(Saved entries)

/// Remove every occurrence of `pattern` (as a whole push) from
/// `script_code`. Legacy sighash deletes the signature being checked
/// from the script it signs.
pub fn find_and_delete(script_code: &[u8], pattern: &[u8]) -> Vec<u8> {
    if pattern.is_empty() {
        return script_code.to_vec();
    }
    // The pattern is matched as the full push operation: opcode, length
    // prefix, and payload.
    let mut needle = Vec::with_capacity(pattern.len() + 1);
    if pattern.len() <= 0x4b {
        needle.push(pattern.len() as u8);
    } else if pattern.len() <= 0xff {
        needle.push(0x4c);
        needle.push(pattern.len() as u8);
    } else {
        needle.push(0x4d);
        needle.extend_from_slice(&(pattern.len() as u16).to_le_bytes());
    }
    needle.extend_from_slice(pattern);

    let mut out = Vec::with_capacity(script_code.len());
    let mut it = crate::opcode::iter_ops(script_code);
    let mut start = 0;
    while let Some(op) = it.next() {
        let end = it.position();
        let raw = &script_code[start..end];
        if !(op.is_ok() && raw == needle.as_slice()) {
            out.extend_from_slice(raw);
        }
        start = end;
    }
    out
}

/// Compute the three signature-hash generations for one transaction.
///
/// The caches are per-transaction, so one value should be reused across
/// all of a transaction's inputs.
pub struct SigHashCache<'a> {
    tx: &'a Transaction,

    // BIP-143 double-SHA caches.
    hash_prevouts: Option<[u8; 32]>,
    hash_sequence: Option<[u8; 32]>,
    hash_outputs: Option<[u8; 32]>,

    // BIP-341 single-SHA caches.
    sha_prevouts: Option<[u8; 32]>,
    sha_amounts: Option<[u8; 32]>,
    sha_scriptpubkeys: Option<[u8; 32]>,
    sha_sequences: Option<[u8; 32]>,
    sha_outputs: Option<[u8; 32]>,
}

Assignment » Would you please write the entries out again in full, exactly as given?

Answer to this task »
/// Remove every occurrence of `pattern` (as a whole push) from
/// `script_code`. Legacy sighash deletes the signature being checked
/// from the script it signs.
pub fn find_and_delete(script_code: &[u8], pattern: &[u8]) -> Vec<u8> {
    if pattern.is_empty() {
        return script_code.to_vec();
    }
    // The pattern is matched as the full push operation: opcode, length
    // prefix, and payload.
    let mut needle = Vec::with_capacity(pattern.len() + 1);
    if pattern.len() <= 0x4b {
        needle.push(pattern.len() as u8);
    } else if pattern.len() <= 0xff {
        needle.push(0x4c);
        needle.push(pattern.len() as u8);
    } else {
        needle.push(0x4d);
        needle.extend_from_slice(&(pattern.len() as u16).to_le_bytes());
    }
    needle.extend_from_slice(pattern);

    let mut out = Vec::with_capacity(script_code.len());
    let mut it = crate::opcode::iter_ops(script_code);
    let mut start = 0;
    while let Some(op) = it.next() {
        let end = it.position();
        let raw = &script_code[start..end];
        if !(op.is_ok() && raw == needle.as_slice()) {
            out.extend_from_slice(raw);
        }
        start = end;
    }
    out
}

/// Compute the three signature-hash generations for one transaction.
///
/// The caches are per-transaction, so one value should be reused across
/// all of a transaction's inputs.
pub struct SigHashCache<'a> {
    tx: &'a Transaction,

    // BIP-143 double-SHA caches.
    hash_prevouts: Option<[u8; 32]>,
    hash_sequence: Option<[u8; 32]>,
    hash_outputs: Option<[u8; 32]>,

    // BIP-341 single-SHA caches.
    sha_prevouts: Option<[u8; 32]>,
    sha_amounts: Option<[u8; 32]>,
    sha_scriptpubkeys: Option<[u8; 32]>,
    sha_sequences: Option<[u8; 32]>,
    sha_outputs: Option<[u8; 32]>,
}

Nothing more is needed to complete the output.